Why PowerTransformer raises FloatingPointError by given non zero data

Question

from sklearn.preprocessing import PowerTransformer
transformer = PowerTransformer(method='yeo-johnson', standardize=True)
arr = [330117.5,
 651193.35,
 364335.63,
 2136036.01,
 1184539.05,
 1186871.87,
 2310647.36,
 860183.78,
 237451.79,
 2324365.47,
 1942665.42,
 1441017.74,
 1214875.44,
 530633.22,
 2528684.53,
 371882.3,
 400359.28,
 798128.31,
 2458850.02,
 35565.16,
 655361.06,
 979121.35,
 2455851.58,
 656799.58,
 551429.2,
 122855.01,
 714573.03,
 1065608.98,
 656657.61,
 327573.11,
 697887.49,
 3853463.06,
 60303.21,
 778135.06,
 509140.84,
 617577.08,
 2112523.9,
 164003.18,
 484017.51,
 1250302.48,
 2342622.41,
 349077.45,
 1069976.02,
 1005329.1,
 836722.74,
 1126835.94,
 6773842.44,
 554150.9,
 18207498.84,
 2413814.68,
 3056937.64,
 1493907.08,
 420165.71,
 424720.48,
 506684.87,
 3138440.77,
 4737292.56,
 6619302.87,
 178811.87,
 1931526.68,
 155927053.78,
 735076.02,
 20403952.84,
 2712149.03,
 329014.58,
 894241.92,
 966598.77,
 1105177.67,
 1122957.48,
 3435244.08,
 3485325.79,
 1424915.64,
 684150.05,
 977746.26,
 37386.1,
 1616938.1,
 1517666.31,
 753096.39]

df_test = pd.DataFrame(np.array(arr), columns = ['Column_A'])

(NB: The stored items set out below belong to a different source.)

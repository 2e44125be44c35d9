//! Voice activity detection
//!
//! Watches the live capture buffer for speech onset. Used for two things:
//! barge-in detection while the assistant speaks, and a one-shot volume
//! probe that keeps silent chunks away from the transcription boundary.

use std::time::Instant;

use crate::config::VadConfig;
use crate::{Error, Result};

/// Detects speech in the live audio stream.
///
/// A rolling confirmation window (N consecutive loud observations) guards
/// against transient noise, the threshold is raised while the assistant is
/// speaking to resist echo, and interruptions are declared at most once per
/// debounce window.
#[derive(Debug)]
pub struct VoiceActivityMonitor {
    config: VadConfig,
    consecutive: u32,
    last_interruption: Option<Instant>,
}

impl VoiceActivityMonitor {
    /// Create a monitor with the given tuning
    #[must_use]
    pub fn new(config: VadConfig) -> Self {
        Self {
            config,
            consecutive: 0,
            last_interruption: None,
        }
    }

    /// Feed one observation window of samples.
    ///
    /// Returns `true` when an interruption is declared: the confirmation
    /// window filled with above-threshold observations and the debounce
    /// window since the previous declaration has passed.
    pub fn observe(&mut self, samples: &[f32], assistant_speaking: bool, now: Instant) -> bool {
        let level = level_0_255(samples);
        let threshold = if assistant_speaking {
            self.config.threshold + self.config.speaking_boost
        } else {
            self.config.threshold
        };

        if level <= threshold {
            self.consecutive = 0;
            return false;
        }

        self.consecutive += 1;
        if self.consecutive < self.config.confirmation_frames {
            return false;
        }

        let debounced = self
            .last_interruption
            .is_some_and(|at| now.duration_since(at) < self.config.debounce());
        if debounced {
            return false;
        }

        tracing::debug!(level, threshold, "speech interruption detected");
        self.last_interruption = Some(now);
        self.consecutive = 0;
        true
    }

    /// Reset the confirmation window, e.g. when a new turn starts
    pub fn reset(&mut self) {
        self.consecutive = 0;
    }

    /// Average volume of an encoded WAV chunk as a 0-100 percentage.
    ///
    /// One-shot probe used by the cloud chunk gate: chunks below the
    /// configured floor are dropped before they cost a network round-trip.
    ///
    /// # Errors
    ///
    /// Returns error if the chunk cannot be decoded.
    pub fn chunk_volume(wav_bytes: &[u8]) -> Result<f32> {
        let cursor = std::io::Cursor::new(wav_bytes);
        let mut reader =
            hound::WavReader::new(cursor).map_err(|e| Error::Audio(e.to_string()))?;

        let mut sum = 0.0f64;
        let mut count = 0u64;
        match reader.spec().sample_format {
            hound::SampleFormat::Int => {
                for sample in reader.samples::<i16>() {
                    let s = sample.map_err(|e| Error::Audio(e.to_string()))?;
                    sum += f64::from(s).abs() / f64::from(i16::MAX);
                    count += 1;
                }
            }
            hound::SampleFormat::Float => {
                for sample in reader.samples::<f32>() {
                    let s = sample.map_err(|e| Error::Audio(e.to_string()))?;
                    sum += f64::from(s.abs());
                    count += 1;
                }
            }
        }

        if count == 0 {
            return Ok(0.0);
        }

        #[allow(clippy::cast_possible_truncation)]
        Ok(((sum / count as f64) * 100.0) as f32)
    }

    /// Whether this chunk volume clears the configured floor
    #[must_use]
    pub fn clears_volume_floor(&self, volume_pct: f32) -> bool {
        volume_pct >= self.config.min_chunk_volume_pct
    }
}

/// Mean absolute amplitude scaled to the 0-255 range the thresholds are
/// tuned against
#[allow(clippy::cast_precision_loss)]
fn level_0_255(samples: &[f32]) -> f32 {
    if samples.is_empty() {
        return 0.0;
    }
    let mean: f32 = samples.iter().map(|s| s.abs()).sum::<f32>() / samples.len() as f32;
    mean * 255.0
}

standardized = transformer.fit_transform(df_test[["Column_A"]]).reshape(-1)

df_test.loc[:, "Column_A_std"] = pd.Series(standardized, index=df_test.index, name="Column_A_std")

df_test.head()

/usr/local/lib/python3.7/dist-packages/sklearn/preprocessing/_data.py in _neg_log_likelihood(lmbda) 2980 n_samples = x.shape[0] 2981 -> 2982 loglike = -n_samples / 2 * np.log(x_trans.var()) 2983 loglike += (lmbda - 1) * (np.sign(x) * np.log1p(np.abs(x))).sum() 2984

FloatingPointError: divide by zero encountered in log

Answer 1

This appears to be a numerical precision issue. When optimizing the lambda using scipy.optimize.brent, some lambdas create a constant transformed data, which breaks the log-likelihood calculation, and such a lambda gets chosen as "optimal".

Scaling your original data by, say, 100000 fixes the issue. I don't think the scale of the original should make a difference in the Yeo-Johnson transformation; checking that by scaling by other numbers, as low as ~100, also fixes the problem, and produces output that has correlation of 0.995 with other scaling amounts.